Instructions to follow ▸
Please find the lines in the following records that hold "object", and copy them.

[Saved data entries]
»»

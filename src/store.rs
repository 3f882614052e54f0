//! Persisted user store
//!
//! XP/level records for every member who has ever chatted, keyed by the
//! Discord user id as a decimal string. The whole map lives in memory and
//! is rewritten to disk in full after every mutation; the file is a single
//! human-readable JSON object.

use std::collections::HashMap;
use std::path::{Path, PathBuf};

use anyhow::{Context, Result};
use serde::{Deserialize, Serialize};
use serde_json::ser::PrettyFormatter;
use tokio::fs;

use crate::config::XP_PER_LEVEL;

/// A single member's progress. Invariant: `level == xp / XP_PER_LEVEL`.
#[derive(Debug, Clone, Copy, Default, PartialEq, Eq, Serialize, Deserialize)]
pub struct UserRecord {
    pub xp: u64,
    pub level: u64,
}

/// Result of awarding XP for one message.
#[derive(Debug, Clone, Copy, PartialEq, Eq)]
pub struct AwardOutcome {
    /// The record after the award.
    pub record: UserRecord,
    /// Whether the award crossed a level boundary.
    pub leveled_up: bool,
}

pub struct UserStore {
    path: PathBuf,
    users: HashMap<String, UserRecord>,
}

impl UserStore {
    /// Load the store from disk. A missing file is healed by writing an
    /// empty JSON object, so restarts against existing data are idempotent
    /// and first runs start clean.
    pub async fn load(path: impl AsRef<Path>) -> Result<Self> {
        let path = path.as_ref().to_path_buf();

        if !path.exists() {
            fs::write(&path, "{}")
                .await
                .context("failed to create the user data file")?;
            return Ok(Self {
                path,
                users: HashMap::new(),
            });
        }

        let json = fs::read_to_string(&path)
            .await
            .context("failed to read the user data file")?;

        let users = serde_json::from_str(&json)
            .context("failed to parse the user data file")?;

        Ok(Self { path, users })
    }

    /// Overwrite the on-disk file with the full current map.
    pub async fn save(&self) -> Result<()> {
        // 4-space indent, matching the file format this store inherits.
        let formatter = PrettyFormatter::with_indent(b"    ");
        let mut buf = Vec::new();
        let mut ser = serde_json::Serializer::with_formatter(&mut buf, formatter);
        self.users
            .serialize(&mut ser)
            .context("failed to serialize user data")?;

        fs::write(&self.path, buf)
            .await
            .context("failed to write the user data file")?;

        Ok(())
    }

    /// Non-mutating lookup; unknown users read as a zeroed record.
    pub fn get(&self, user_id: &str) -> UserRecord {
        self.users.get(user_id).copied().unwrap_or_default()
    }

    /// Add `amount` XP to a user (creating the record on first sight),
    /// recompute the level, and report whether it increased.
    pub fn award_xp(&mut self, user_id: &str, amount: u64) -> AwardOutcome {
        let record = self.users.entry(user_id.to_string()).or_default();
        record.xp += amount;

        let new_level = record.xp / XP_PER_LEVEL;
        let leveled_up = new_level > record.level;
        record.level = new_level;

        AwardOutcome {
            record: *record,
            leveled_up,
        }
    }

    /// The top `n` records by XP, descending.
    pub fn top(&self, n: usize) -> Vec<(String, UserRecord)> {
        let mut entries: Vec<_> = self
            .users
            .iter()
            .map(|(id, record)| (id.clone(), *record))
            .collect();
        entries.sort_by(|a, b| b.1.xp.cmp(&a.1.xp));
        entries.truncate(n);
        entries
    }

    pub fn len(&self) -> usize {
        self.users.len()
    }

    pub fn is_empty(&self) -> bool {
        self.users.is_empty()
    }
}
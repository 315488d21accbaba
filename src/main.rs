use clap::Parser;

use scribe::app;
use scribe::cli::CliArgs;

fn main() {
    let args = CliArgs::parse();

    env_logger::Builder::from_env(
        env_logger::Env::default().default_filter_or(if args.debug { "debug" } else { "info" }),
    )
    .format_timestamp(None)
    .format_target(false)
    .target(env_logger::Target::Stderr)
    .init();

    let result = if args.worker {
        log::info!("Worker process starting...");
        app::run_worker(&args)
    } else {
        app::run(&args)
    };

    if let Err(err) = result {
        log::error!("{err}");
        std::process::exit(1);
    }
}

««

Response to this task ▸
//! human-readable JSON object.
    /// empty JSON object, so restarts against existing data are idempotent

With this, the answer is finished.